* Problem
Every line between the top of the data below and the line with "the inverse, the", both ends included, must be retyped exactly.

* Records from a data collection

*** Block opens ***

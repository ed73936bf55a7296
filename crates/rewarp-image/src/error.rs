use crate::dtype::PixelDepth;

/// Coarse classification of an [`ImageError`].
#[derive(Debug, Clone, Copy, PartialEq, Eq)]
pub enum ErrorKind {
    /// A parameter was malformed: bad matrix shape, non-positive size, out of range code.
    InvalidArgument,
    /// The depth/channel combination is not implemented.
    UnsupportedFormat,
}

/// An error type for the image and image processing modules.
#[derive(thiserror::Error, Debug, PartialEq)]
pub enum ImageError {
    /// Error when channel and shape are not valid.
    #[error("Data length ({0}) does not match the image size ({1})")]
    InvalidChannelShape(usize, usize),

    /// Error when two image sizes that must agree do not.
    #[error("Invalid image size. Expected {0}x{1}, got {2}x{3}")]
    InvalidImageSize(usize, usize, usize, usize),

    /// Error when an operation requires a non-empty image.
    #[error("Image is empty ({0}x{1})")]
    EmptyImage(usize, usize),

    /// Error when a requested output size has a non-positive component.
    #[error("Output size must be positive, got {0}x{1}")]
    InvalidOutputSize(i64, i64),

    /// Error when the matrix shape does not match the transform kind.
    #[error("Invalid matrix shape {0}x{1}, expected {2}x{3}")]
    InvalidMatrixShape(usize, usize, usize, usize),

    /// Error when the matrix coefficients do not fill the declared shape.
    #[error("Matrix data length ({2}) does not match the shape {0}x{1}")]
    InvalidMatrixData(usize, usize, usize),

    /// Error when a matrix coefficient is NaN or infinite.
    #[error("Matrix coefficient at index {0} is not finite")]
    NonFiniteMatrix(usize),

    /// Error when the determinant of a matrix that has to be inverted is zero.
    #[error("Cannot compute the inverse, the determinant is zero")]
    CannotComputeDeterminant,

    /// Error when the correspondences of a transform estimation are degenerate.
    #[error("Degenerate point correspondences, the linear system is singular")]
    DegeneratePoints,

    /// Error when an interpolation name or code is unknown.
    #[error("Unknown interpolation mode: {0}")]
    InvalidInterpolation(String),

    /// Error when a border policy name or code is unknown.
    #[error("Unknown border policy: {0}")]
    InvalidBorder(String),

    /// Error when a legacy flag word carries unknown bits.
    #[error("Invalid warp flags: {0:#x}")]
    InvalidFlags(i32),

    /// Error when a pixel depth name or code is unknown.
    #[error("Unknown pixel depth: {0}")]
    InvalidDepth(String),

    /// Error for any other out of range scalar parameter.
    #[error("Invalid parameter `{0}`: {1}")]
    InvalidParameter(&'static str, String),

    /// Error when the pixel index is out of bounds.
    #[error("Pixel index ({0}, {1}) is out of bounds ({2}, {3})")]
    PixelIndexOutOfBounds(usize, usize, usize, usize),

    /// Error when the channel index is out of bounds.
    #[error("Channel index ({0}) is out of bounds ({1})")]
    ChannelIndexOutOfBounds(usize, usize),

    /// Error when a raster is not of the requested depth or channel count.
    #[error("Image is not of the requested pixel type")]
    CastError,

    /// Error when the depth is recognised but not implemented.
    #[error("Unsupported pixel depth: {0}")]
    UnsupportedDepth(String),

    /// Error when a depth/channel combination is not implemented by an operation.
    #[error("Unsupported format: {0} with {1} channels")]
    UnsupportedFormat(PixelDepth, usize),
}

impl ImageError {
    /// Classify the error as invalid-argument or unsupported-format.
    pub fn kind(&self) -> ErrorKind {
        match self {
            ImageError::UnsupportedDepth(_) | ImageError::UnsupportedFormat(..) => {
                ErrorKind::UnsupportedFormat
            }
            _ => ErrorKind::InvalidArgument,
        }
    }

    /// Returns true when the error is an invalid-argument error.
    pub fn is_invalid_argument(&self) -> bool {
        self.kind() == ErrorKind::InvalidArgument
    }

    /// Returns true when the error is an unsupported-format error.
    pub fn is_unsupported_format(&self) -> bool {
        self.kind() == ErrorKind::UnsupportedFormat
    }
}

*** Block closes ***

* Answer to the problem
repository ed73936bf55a7296
filename crates/rewarp-image/src/error.rs
use crate::dtype::PixelDepth;

/// Coarse classification of an [`ImageError`].
#[derive(Debug, Clone, Copy, PartialEq, Eq)]
pub enum ErrorKind {
    /// A parameter was malformed: bad matrix shape, non-positive size, out of range code.
    InvalidArgument,
    /// The depth/channel combination is not implemented.
    UnsupportedFormat,
}

/// An error type for the image and image processing modules.
#[derive(thiserror::Error, Debug, PartialEq)]
pub enum ImageError {
    /// Error when channel and shape are not valid.
    #[error("Data length ({0}) does not match the image size ({1})")]
    InvalidChannelShape(usize, usize),

    /// Error when two image sizes that must agree do not.
    #[error("Invalid image size. Expected {0}x{1}, got {2}x{3}")]
    InvalidImageSize(usize, usize, usize, usize),

    /// Error when an operation requires a non-empty image.
    #[error("Image is empty ({0}x{1})")]
    EmptyImage(usize, usize),

    /// Error when a requested output size has a non-positive component.
    #[error("Output size must be positive, got {0}x{1}")]
    InvalidOutputSize(i64, i64),

    /// Error when the matrix shape does not match the transform kind.
    #[error("Invalid matrix shape {0}x{1}, expected {2}x{3}")]
    InvalidMatrixShape(usize, usize, usize, usize),

    /// Error when the matrix coefficients do not fill the declared shape.
    #[error("Matrix data length ({2}) does not match the shape {0}x{1}")]
    InvalidMatrixData(usize, usize, usize),

    /// Error when a matrix coefficient is NaN or infinite.
    #[error("Matrix coefficient at index {0} is not finite")]
    NonFiniteMatrix(usize),

    /// Error when the determinant of a matrix that has to be inverted is zero.
    #[error("Cannot compute the inverse, the determinant is zero")]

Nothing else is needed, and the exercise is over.